Enforce CID uniqueness and save raw refined info immediately

Previously, the refined info was collected and the CID computed before saving. This was a major development time sink, so the CID is now computed in the following step (bin/mc-db-unique). The columns previously chosen for the CID are not enough. If these columns are empty for any reason, the CID repeats. Just including the owner/name won't help, because those are duplicates. Some possibilities considered and rejected: 1. Could use a random number for missing columns. But this makes the CID nondeterministic. 2. Switch to the file system ctime? Not unique across owner/repo pairs, but unique within one. Also, this could be changed externally and cause *very* subtle bugs. 3. Use the file system path? It has to be unique at ingestion time, but repo collections can move. Instead, this patch 4. Drops rows that don't have the | cliVersion | | creationTime | | language | | sha | columns. There are very few (16 out of 6000) and their DBs are quesionable.
2024-08-01 11:09:04 -07:00
parent 06dcf50728
commit b7b4839fe0
4 changed files with 117 additions and 59 deletions
--- a/client/qldbtools/qldbtools/session-4-unique.py
+++ b/client/qldbtools/qldbtools/session-4-unique.py
@@ -1,13 +1,38 @@
-# Experimental work with utils.py, to be merged into it.
-from utils import *
+# Experimental work for ../bin/mc-db-unique, to be merged into it.
+import qldbtools.utils as utils
 from pprint import pprint
+import pandas as pd
+# cd ../

 #* Reload CSV file to continue work
-df2 = pd.read_csv('db-info-2.csv')
+df2 = df_refined = pd.read_csv('db-info-2.csv')

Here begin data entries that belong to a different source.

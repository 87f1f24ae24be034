// src/trust/store.rs

//! Authoritative local view of cluster membership.
//!
//! Backed by a directory of PEM certificates plus a sidecar YAML per remote.
//! Writes are atomic (write + fsync + rename-free overwrite, consistent with
//! [`crate::config::PersistedConfig::save`]); reads serve an in-memory
//! snapshot rebuilt by [`TrustStore::refresh`].

use std::collections::HashMap;
use std::future::Future;
use std::path::{Path, PathBuf};

use anyhow::{Context, Result};
use futures::stream::{self, StreamExt};
use parking_lot::RwLock;
use tracing::{debug, warn};

use super::remote::{Remote, RemoteSidecar};
use crate::cert::CertMaterial;

/// The local node's view of every other cluster member.
pub struct TrustStore {
    dir: PathBuf,
    remotes: RwLock<HashMap<String, Remote>>,
}

impl TrustStore {
    /// Opens the trust store rooted at `dir`, performing an initial scan.
    /// `dir` is expected to already exist (created by [`crate::os_layout::OsLayout::resolve`]).
    pub fn open(dir: PathBuf) -> Result<Self> {
        let store = Self {
            dir,
            remotes: RwLock::new(HashMap::new()),
        };
        store.refresh()?;
        Ok(store)
    }

    pub fn dir(&self) -> &Path {
        &self.dir
    }

    /// Rescans the directory and rebuilds the in-memory remote list. Intended
    /// to be called in response to a [`crate::watcher::ChangeEvent`] from a
    /// watcher started on [`Self::dir`], but is safe to call unconditionally.
    pub fn refresh(&self) -> Result<()> {
        let mut rebuilt = HashMap::new();
        let entries = std::fs::read_dir(&self.dir)
            .with_context(|| format!("Failed to read trust directory '{}'", self.dir.display()))?;

        for entry in entries {
            let entry = entry?;
            let path = entry.path();
            if path.extension().and_then(|e| e.to_str()) != Some("yaml") {
                continue;
            }
            let stem = match path.file_stem().and_then(|s| s.to_str()) {
                Some(s) => s.to_string(),
                None => continue,
            };
            let cert_path = self.dir.join(format!("{stem}.crt"));
            if !cert_path.exists() {
                warn!("Trust store entry '{stem}' has a sidecar but no certificate; skipping");
                continue;
            }

            let sidecar_bytes = std::fs::read(&path)
                .with_context(|| format!("Failed to read '{}'", path.display()))?;
            let sidecar: RemoteSidecar = serde_yaml::from_slice(&sidecar_bytes)
                .with_context(|| format!("Failed to parse '{}'", path.display()))?;
            let certificate = std::fs::read(&cert_path)
                .with_context(|| format!("Failed to read '{}'", cert_path.display()))?;

            rebuilt.insert(
                sidecar.name.clone(),
                Remote {
                    name: sidecar.name,
                    address: sidecar.address,
                    certificate,
                },
            );
        }

        debug!("Trust store refreshed: {} remote(s)", rebuilt.len());
        *self.remotes.write() = rebuilt;
        Ok(())
    }

    /// Atomically records a remote: writes its certificate and sidecar YAML,
    /// fsyncs both, then updates the in-memory view.
    pub fn add(&self, remote: Remote) -> Result<()> {
        let cert_path = self.dir.join(format!("{}.crt", remote.name));
        let sidecar_path = self.dir.join(format!("{}.yaml", remote.name));

        write_and_fsync(&cert_path, &remote.certificate)?;
        let sidecar = RemoteSidecar {
            name: remote.name.clone(),
            address: remote.address.clone(),
        };
        let sidecar_bytes =
            serde_yaml::to_vec(&sidecar).context("Failed to serialize trust store sidecar")?;
        write_and_fsync(&sidecar_path, &sidecar_bytes)?;

        self.remotes.write().insert(remote.name.clone(), remote);
        Ok(())
    }

    /// Atomically removes a remote, if present.
    pub fn remove(&self, name: &str) -> Result<()> {
        let cert_path = self.dir.join(format!("{name}.crt"));
        let sidecar_path = self.dir.join(format!("{name}.yaml"));
        if cert_path.exists() {
            std::fs::remove_file(&cert_path)
                .with_context(|| format!("Failed to remove '{}'", cert_path.display()))?;
        }
        if sidecar_path.exists() {
            std::fs::remove_file(&sidecar_path)
                .with_context(|| format!("Failed to remove '{}'", sidecar_path.display()))?;
        }
        self.remotes.write().remove(name);
        Ok(())
    }

    /// An immutable snapshot of every known remote.
    pub fn remotes(&self) -> Vec<Remote> {
        self.remotes.read().values().cloned().collect()
    }

    /// True iff a remote with this name is recorded.
    pub fn contains(&self, name: &str) -> bool {
        self.remotes.read().contains_key(name)
    }

    /// Builds a set of mutually authenticated HTTP clients, one per known
    /// remote (excluding `local_name` unless `include_self`), each presenting
    /// `server_cert` as its client identity and trusting only
    /// `cluster_public_key` as a CA.
    pub fn cluster(
        &self,
        local_name: &str,
        include_self: bool,
        server_cert: &CertMaterial,
        cluster_public_key: &[u8],
    ) -> Result<ClusterClientSet> {
        let identity_pem = [server_cert.cert_pem.as_slice(), server_cert.key_pem.as_slice()].concat();
        let identity = reqwest::Identity::from_pem(&identity_pem)
            .context("Failed to build client identity from server certificate")?;
        let root_cert = reqwest::Certificate::from_pem(cluster_public_key)
            .context("Failed to parse cluster public key as a trust anchor")?;

        let mut clients = HashMap::new();
        for remote in self.remotes() {
            if remote.name == local_name && !include_self {
                continue;
            }
            let http = reqwest::Client::builder()
                .use_rustls_tls()
                .tls_built_in_root_certs(false)
                .add_root_certificate(root_cert.clone())
                .identity(identity.clone())
                .build()
                .context("Failed to build mTLS client for remote")?;
            clients.insert(
                remote.name.clone(),
                ClusterClient {
                    name: remote.name.clone(),
                    address: remote.address.clone(),
                    http,
                },
            );
        }
        Ok(ClusterClientSet { clients })
    }
}

fn write_and_fsync(path: &Path, bytes: &[u8]) -> Result<()> {
    use std::io::Write;
    let mut file = std::fs::File::create(path)
        .with_context(|| format!("Failed to create '{}'", path.display()))?;
    file.write_all(bytes)
        .with_context(|| format!("Failed to write '{}'", path.display()))?;
    file.sync_all()
        .with_context(|| format!("Failed to fsync '{}'", path.display()))?;
    Ok(())
}

/// A single mTLS-capable HTTP client bound to one cluster peer.
#[derive(Clone)]
pub struct ClusterClient {
    pub name: String,
    pub address: String,
    http: reqwest::Client,
}

impl ClusterClient {
    /// Builds `https://<address><path>`.
    pub fn url(&self, path: &str) -> String {
        format!("https://{}{}", self.address, path)
    }

    pub fn http(&self) -> &reqwest::Client {
        &self.http
    }
}

/// Caps how many peer RPCs [`ClusterClientSet::query`] runs at once. Clusters
/// in this system are small (single-digit to low hundreds of members), so
/// this is generous headroom rather than a tuned value.
const QUERY_CONCURRENCY: usize = 8;

/// The per-remote client set returned by [`TrustStore::cluster`]. Sequential
/// callers (trust confirmation's first-success-wins search) use
/// [`Self::clients`]; broadcasts use [`Self::query`].
pub struct ClusterClientSet {
    clients: HashMap<String, ClusterClient>,
}

impl ClusterClientSet {
    pub fn clients(&self) -> impl Iterator<Item = &ClusterClient> {
        self.clients.values()
    }

    pub fn get(&self, name: &str) -> Option<&ClusterClient> {
        self.clients.get(name)
    }

    pub fn len(&self) -> usize {
        self.clients.len()
    }

    pub fn is_empty(&self) -> bool {
        self.clients.is_empty()
    }

    /// Runs `op` against every client with a bounded degree of parallelism,
    /// returning each client's name paired with its result. A slow or failing
    /// peer never blocks or cancels the others — it only shows up in that
    /// peer's own result.
    pub async fn query<F, Fut, T>(&self, op: F) -> Vec<(String, T)>
    where
        F: Fn(ClusterClient) -> Fut,
        Fut: Future<Output = T>,
    {
        stream::iter(self.clients.values().cloned())
            .map(|client| {
                let name = client.name.clone();
                let op = &op;
                async move { (name, op(client).await) }
            })
            .buffer_unordered(QUERY_CONCURRENCY)
            .collect()
            .await
    }
}

#[cfg(test)]
mod tests {
    use super::*;

    fn make_remote(name: &str) -> Remote {
        Remote {
            name: name.to_string(),
            address: format!("{name}.example:7000"),
            certificate: b"fake-der-bytes".to_vec(),
        }
    }

    #[test]
    fn add_then_refresh_recovers_remote_from_disk() {
        let dir = tempfile::tempdir().unwrap();
        let store = TrustStore::open(dir.path().to_path_buf()).unwrap();
        store.add(make_remote("alpha")).unwrap();

        let reopened = TrustStore::open(dir.path().to_path_buf()).unwrap();
        let remotes = reopened.remotes();
        assert_eq!(remotes.len(), 1);
        assert_eq!(remotes[0].name, "alpha");
    }

    #[test]
    fn remove_deletes_cert_and_sidecar() {
        let dir = tempfile::tempdir().unwrap();
        let store = TrustStore::open(dir.path().to_path_buf()).unwrap();
        store.add(make_remote("beta")).unwrap();
        assert!(store.contains("beta"));

        store.remove("beta").unwrap();
        assert!(!store.contains("beta"));
        assert!(!dir.path().join("beta.crt").exists());
        assert!(!dir.path().join("beta.yaml").exists());
    }

    #[test]
    fn sidecar_without_certificate_is_skipped() {
        let dir = tempfile::tempdir().unwrap();
        std::fs::write(
            dir.path().join("ghost.yaml"),
            serde_yaml::to_vec(&RemoteSidecar {
                name: "ghost".into(),
                address: "ghost:7000".into(),
            })
            .unwrap(),
        )
        .unwrap();
        let store = TrustStore::open(dir.path().to_path_buf()).unwrap();
        assert!(store.remotes().is_empty());
    }
}
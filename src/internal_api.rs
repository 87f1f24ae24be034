// src/internal_api.rs

//! The three internal cluster-management endpoints (trust confirmation,
//! schema-version upgrade notices, and new-member broadcasts), mounted
//! under `/1.0/internal/…`. Everything else an embedder needs lives in its
//! own extension servers.

use std::sync::Arc;

use axum::Json;
use axum::extract::State;
use axum::http::{HeaderMap, StatusCode};
use axum::routing::{patch, post};
use axum::{Router, response::IntoResponse};
use serde::Deserialize;
use serde_json::json;

use crate::endpoint::Envelope;
use crate::orchestrator::OrchestratorHandle;
use crate::trust::Remote;

#[derive(Debug, Deserialize)]
struct ClusterMemberLocal {
    name: String,
    address: String,
    certificate: Vec<u8>,
}

#[derive(Debug, Deserialize)]
struct HookNewMemberOptions {
    name: String,
}

/// Builds the `/1.0/internal` router, with `state` reachable by every
/// handler.
pub fn internal_router(state: Arc<dyn OrchestratorHandle>) -> Router {
    Router::new()
        .route("/1.0/internal/cluster", post(add_cluster_member))
        .route("/1.0/internal/database", patch(notify_database_upgrade))
        .route(
            "/1.0/internal/hooks/newmember",
            post(run_new_member_hook),
        )
        .with_state(state)
}

/// `POST /1.0/internal/cluster` — leader-only; inserts the member into the
/// trust store.
async fn add_cluster_member(
    State(state): State<Arc<dyn OrchestratorHandle>>,
    Json(body): Json<ClusterMemberLocal>,
) -> impl IntoResponse {
    let remote = Remote {
        name: body.name,
        address: body.address,
        certificate: body.certificate,
    };
    match state.add_trust_store_entry(remote).await {
        Ok(()) => Envelope::sync(StatusCode::OK, json!({})),
        Err(e) => Envelope::error(StatusCode::INTERNAL_SERVER_ERROR, e.to_string()),
    }
}

/// `PATCH /1.0/internal/database` — no body; `X-Dqlite-Version` header.
/// Informational: always 200 once the header parses.
async fn notify_database_upgrade(
    State(state): State<Arc<dyn OrchestratorHandle>>,
    headers: HeaderMap,
) -> impl IntoResponse {
    let version = headers
        .get("X-Dqlite-Version")
        .and_then(|v| v.to_str().ok())
        .and_then(|v| v.parse::<u64>().ok());
    let Some(version) = version else {
        return Envelope::error(StatusCode::BAD_REQUEST, "missing or invalid X-Dqlite-Version");
    };
    state.record_upgrade_notification(version);
    Envelope::sync(StatusCode::OK, json!({}))
}

/// `POST /1.0/internal/hooks/newmember` — triggers the local `OnNewMember`
/// hook; 503 if this node is still joining.
async fn run_new_member_hook(
    State(state): State<Arc<dyn OrchestratorHandle>>,
    Json(body): Json<HookNewMemberOptions>,
) -> impl IntoResponse {
    if state.is_still_joining() {
        return Envelope::error(StatusCode::SERVICE_UNAVAILABLE, "still joining");
    }
    state.dispatch_on_new_member(body.name).await;
    Envelope::sync(StatusCode::OK, json!({}))
}

#[cfg(test)]
mod tests {
    use super::*;
    use crate::orchestrator::tests_support::RecordingHandle;
    use axum::body::Body;
    use axum::http::Request;
    use tower::ServiceExt;

    #[tokio::test]
    async fn cluster_post_inserts_member_via_handle() {
        let handle: Arc<dyn OrchestratorHandle> = Arc::new(RecordingHandle::default());
        let router = internal_router(handle.clone());
        let body = json!({"name": "beta", "address": "beta:7000", "certificate": [1, 2, 3]});
        let response = router
            .oneshot(
                Request::builder()
                    .method("POST")
                    .uri("/1.0/internal/cluster")
                    .header("content-type", "application/json")
                    .body(Body::from(body.to_string()))
                    .unwrap(),
            )
            .await
            .unwrap();
        assert_eq!(response.status(), StatusCode::OK);
    }

    #[tokio::test]
    async fn database_patch_requires_version_header() {
        let handle: Arc<dyn OrchestratorHandle> = Arc::new(RecordingHandle::default());
        let router = internal_router(handle);
        let response = router
            .oneshot(
                Request::builder()
                    .method("PATCH")
                    .uri("/1.0/internal/database")
                    .body(Body::empty())
                    .unwrap(),
            )
            .await
            .unwrap();
        assert_eq!(response.status(), StatusCode::BAD_REQUEST);
    }

    #[tokio::test]
    async fn new_member_hook_returns_503_while_joining() {
        let handle = Arc::new(RecordingHandle::default());
        handle.set_still_joining(true);
        let handle: Arc<dyn OrchestratorHandle> = handle;
        let router = internal_router(handle);
        let response = router
            .oneshot(
                Request::builder()
                    .method("POST")
                    .uri("/1.0/internal/hooks/newmember")
                    .header("content-type", "application/json")
                    .body(Body::from(json!({"name": "beta"}).to_string()))
                    .unwrap(),
            )
            .await
            .unwrap();
        assert_eq!(response.status(), StatusCode::SERVICE_UNAVAILABLE);
    }
}
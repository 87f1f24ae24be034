// src/config.rs

//! The kernel's two configuration surfaces.
//!
//! `RuntimeConfig` holds the embedder-supplied, non-persisted knobs passed
//! into [`crate::orchestrator::Orchestrator::run`]. `PersistedConfig` is the
//! on-disk `daemon.yaml` described in the external interfaces: `{name,
//! address}`, written atomically and read at every restart.

use std::path::PathBuf;

use anyhow::{Context, Result, anyhow};
use serde::{Deserialize, Serialize};
use tracing::info;

/// Embedder-supplied knobs passed to `Run`. Not persisted.
#[derive(Debug, Clone)]
pub struct RuntimeConfig {
    /// Network listen port. Empty means "no network listener, control socket only".
    pub listen_port: Option<u16>,
    /// Root of the state directory. Falls back to the `STATE_DIR` env var if unset.
    pub state_dir: Option<PathBuf>,
    /// Unix group that should own the control socket.
    pub socket_group: Option<String>,
    /// Initial log level, used to seed the reloadable `EnvFilter`.
    #[allow(dead_code)]
    pub log_level: String,
}

impl Default for RuntimeConfig {
    fn default() -> Self {
        Self {
            listen_port: None,
            state_dir: None,
            socket_group: None,
            log_level: default_log_level(),
        }
    }
}

fn default_log_level() -> String {
    "info".to_string()
}

impl RuntimeConfig {
    /// Resolves the state directory: explicit argument wins, then `STATE_DIR`, else an error.
    pub fn resolve_state_dir(&self) -> Result<PathBuf> {
        if let Some(dir) = &self.state_dir {
            return Ok(dir.clone());
        }
        if let Ok(dir) = std::env::var("STATE_DIR") {
            if !dir.trim().is_empty() {
                return Ok(PathBuf::from(dir));
            }
        }
        Err(anyhow!(
            "no state directory configured: pass one explicitly or set STATE_DIR"
        ))
    }

    /// Validates logical consistency of the runtime knobs.
    pub fn validate(&self) -> Result<()> {
        if let Some(port) = self.listen_port
            && port == 0
        {
            return Err(anyhow!("listen_port cannot be 0 when set"));
        }
        if self.log_level.trim().is_empty() {
            return Err(anyhow!("log_level cannot be empty"));
        }
        Ok(())
    }
}

/// The persisted `<state>/daemon.yaml` document.
#[derive(Debug, Clone, Serialize, Deserialize, PartialEq, Eq)]
pub struct PersistedConfig {
    pub name: String,
    pub address: String,
}

impl PersistedConfig {
    /// Reads and parses `daemon.yaml` from the given state directory, if present.
    pub fn load(state_dir: &std::path::Path) -> Result<Option<Self>> {
        let path = state_dir.join("daemon.yaml");
        if !path.exists() {
            return Ok(None);
        }
        let contents = std::fs::read_to_string(&path)
            .with_context(|| format!("Failed to read '{}'", path.display()))?;
        let cfg: PersistedConfig = serde_yaml::from_str(&contents)
            .with_context(|| format!("Failed to parse YAML from '{}'", path.display()))?;
        Ok(Some(cfg))
    }

    /// Writes `daemon.yaml` atomically: write to a temp file, fsync, then rename.
    pub fn save(&self, state_dir: &std::path::Path) -> Result<()> {
        let path = state_dir.join("daemon.yaml");
        let tmp_path = state_dir.join(format!("daemon.yaml.tmp-{}", std::process::id()));
        let content =
            serde_yaml::to_string(self).context("Failed to serialize daemon.yaml contents")?;

        {
            let mut file = std::fs::File::create(&tmp_path)
                .with_context(|| format!("Failed to create '{}'", tmp_path.display()))?;
            use std::io::Write;
            file.write_all(content.as_bytes())?;
            file.sync_all()?;
        }
        std::fs::rename(&tmp_path, &path)
            .with_context(|| format!("Failed to persist '{}'", path.display()))?;
        info!("Persisted config written to {}", path.display());
        Ok(())
    }
}

#[cfg(test)]
mod tests {
    use super::*;

    #[test]
    fn runtime_config_rejects_zero_port() {
        let cfg = RuntimeConfig {
            listen_port: Some(0),
            ..Default::default()
        };
        assert!(cfg.validate().is_err());
    }

    #[test]
    fn persisted_config_roundtrips_through_atomic_save() {
        let dir = tempfile::tempdir().unwrap();
        let cfg = PersistedConfig {
            name: "alpha".into(),
            address: "0.0.0.0:7000".into(),
        };
        cfg.save(dir.path()).unwrap();
        let loaded = PersistedConfig::load(dir.path()).unwrap().unwrap();
        assert_eq!(loaded, cfg);
    }

    #[test]
    fn persisted_config_missing_file_is_none() {
        let dir = tempfile::tempdir().unwrap();
        assert!(PersistedConfig::load(dir.path()).unwrap().is_none());
    }
}
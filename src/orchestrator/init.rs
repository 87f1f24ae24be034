// src/orchestrator/init.rs

//! `Unconfigured → ControlSocketOnly`, with the scoped-rollback discipline
//! from §9: register a cleanup action as each resource is acquired, call
//! `success()` only once every step below has completed. A failure anywhere
//! in this function leaves the state directory as it was before `Run` was
//! called, modulo the one-time creation of the directory itself.

use std::sync::Arc;

use tracing::info;

use super::{LifecycleState, OrchestratorInner};
use crate::cert::CertHolder;
use crate::config::PersistedConfig;
use crate::error::{KernelError, KernelResult};
use crate::extension::validate_resource_paths;
use crate::reverter::Reverter;
use crate::trust::TrustStore;
use crate::watcher::DirWatcher;

pub(super) async fn run_init(inner: &Arc<OrchestratorInner>) -> KernelResult<()> {
    let mut reverter = Reverter::new();

    let node_name = inner.name.read().clone();
    let cert_holder = CertHolder::load_or_generate_server_cert(
        &node_name,
        &inner.layout.server_cert_path(),
        &inner.layout.server_key_path(),
    )
    .map_err(|e| KernelError::Config(format!("Failed to load server certificate: {e:#}")))?;
    inner
        .cert_holder
        .set(cert_holder)
        .map_err(|_| KernelError::InvalidState("init ran more than once".into()))?;

    let trust_dir = inner.layout.trust_dir();
    let trust_store = TrustStore::open(trust_dir.clone())
        .map_err(|e| KernelError::Config(format!("Failed to open trust store: {e:#}")))?;
    inner
        .trust_store
        .set(trust_store)
        .map_err(|_| KernelError::InvalidState("init ran more than once".into()))?;

    let watcher = DirWatcher::start(&trust_dir)
        .map_err(|e| KernelError::Config(format!("Failed to start trust-store watcher: {e:#}")))?;
    *inner.watcher.lock() = Some(watcher);
    {
        let inner = inner.clone();
        reverter.on_rollback(move || {
            *inner.watcher.lock() = None;
        });
    }

    let schema = inner.schema.lock().take().unwrap_or_default();
    let extension_names: Vec<String> = inner
        .extensions
        .iter()
        .map(|e| e.as_str().to_string())
        .collect();
    inner
        .db
        .set_schema(schema, extension_names)
        .await
        .map_err(|e| KernelError::Database(format!("Failed to register schema: {e}")))?;

    validate_resource_paths(&inner.extension_servers.lock())
        .map_err(|e| KernelError::Config(format!("{e:#}")))?;

    let control_router = crate::endpoint::base_router();
    inner
        .endpoints
        .add_control_socket(&inner.layout, &inner.socket_group, control_router)
        .map_err(|e| KernelError::Endpoint(format!("Failed to bind control socket: {e:#}")))?;
    {
        let inner = inner.clone();
        reverter.on_rollback(move || {
            let inner = inner.clone();
            tokio::spawn(async move {
                inner.endpoints.down(Some(crate::endpoint::EndpointKind::ControlSocket)).await;
            });
        });
    }

    let any_pre_init_extension = inner
        .extension_servers
        .lock()
        .iter()
        .any(|s| s.flags.pre_init);
    if let Some(port) = inner.listen_port {
        if any_pre_init_extension {
            let bind_address = format!("0.0.0.0:{port}");
            let server_cert = inner.cert_holder().server_cert();
            let network_router = crate::endpoint::base_router();
            inner
                .endpoints
                .add_network(&bind_address, &server_cert, network_router)
                .await
                .map_err(|e| {
                    KernelError::Endpoint(format!("Failed to bind pre-init network listener: {e:#}"))
                })?;
            *inner.address.write() = bind_address;
        }
    }

    *inner.state.write() = LifecycleState::ControlSocketOnly;
    info!("Control socket ready; node entered ControlSocketOnly");

    if inner.layout.is_bootstrapped_on_disk() {
        let persisted = PersistedConfig::load(inner.layout.root())
            .map_err(|e| KernelError::Config(format!("Failed to read daemon.yaml: {e:#}")))?
            .ok_or_else(|| {
                KernelError::Config("daemon.yaml reported present but failed to load".into())
            })?;
        *inner.name.write() = persisted.name;
        *inner.address.write() = persisted.address;
        super::reload::run_reload(inner).await?;
    }

    reverter.success();
    Ok(())
}
// src/logging.rs

//! Structured logging setup with a runtime-reloadable filter: a
//! `tracing_subscriber::reload::Handle` is stashed away so verbosity can
//! change without a restart, then threaded through the orchestrator so hooks
//! (and the `ConfigUpdate`-style internal path an embedder wires up) can
//! reach it via the state accessor.

use anyhow::{Context, Result};
use tracing_subscriber::filter::EnvFilter;
use tracing_subscriber::layer::SubscriberExt;
use tracing_subscriber::reload;
use tracing_subscriber::util::SubscriberInitExt;

type FilterHandle = reload::Handle<EnvFilter, tracing_subscriber::Registry>;

/// Wraps the live `EnvFilter` reload handle. Cloning is cheap; every clone
/// reloads the same global subscriber.
#[derive(Clone)]
pub struct LogController {
    handle: FilterHandle,
}

impl LogController {
    /// Installs the global subscriber with a compact formatter and a
    /// reloadable `EnvFilter` seeded from `initial_level`, and returns a
    /// handle for later reloads. Call once per process.
    pub fn init(initial_level: &str) -> Result<Self> {
        let (filter, handle) = reload::Layer::new(EnvFilter::new(initial_level));
        tracing_subscriber::registry()
            .with(filter)
            .with(tracing_subscriber::fmt::layer().compact().with_ansi(true))
            .try_init()
            .context("Failed to install the global tracing subscriber")?;
        Ok(Self { handle })
    }

    /// Replaces the live filter directive string, e.g. in response to a
    /// propagated `ConfigUpdate`.
    pub fn set_level(&self, level: &str) -> Result<()> {
        self.handle
            .modify(|filter| *filter = EnvFilter::new(level))
            .context("Failed to reload the tracing EnvFilter")
    }
}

+# Identify rows missing specific entries
+rows = ( df2['cliVersion'].isna() | 
+         df2['creationTime'].isna() |
+         df2['language'].isna() |
+         df2['sha'].isna() )
+df2[rows]
+df3 = df2[~rows]
+df3
+
+#* post-save work
+df4 = pd.read_csv('db-info-3.csv')
+
+# Sort and group
+df_sorted = df4.sort_values(by=['owner', 'name', 'CID', 'creationTime'])
+df_unique = df_sorted.groupby(['owner', 'name', 'CID']).first().reset_index()
+
+# Find duplicates
+df_dups = df_unique[df_unique['CID'].duplicated(keep=False)]
+len(df_dups)
+df_dups['CID']
+
+# Set display options
+pd.set_option('display.max_colwidth', None)
+pd.set_option('display.max_columns', None)
+pd.set_option('display.width', 140)

-df_sorted = df2.sort_values(by=['owner', 'name', 'creationTime'])
-df_unique = df_sorted.groupby(['owner', 'name']).first().reset_index()

 # 
 # Local Variables: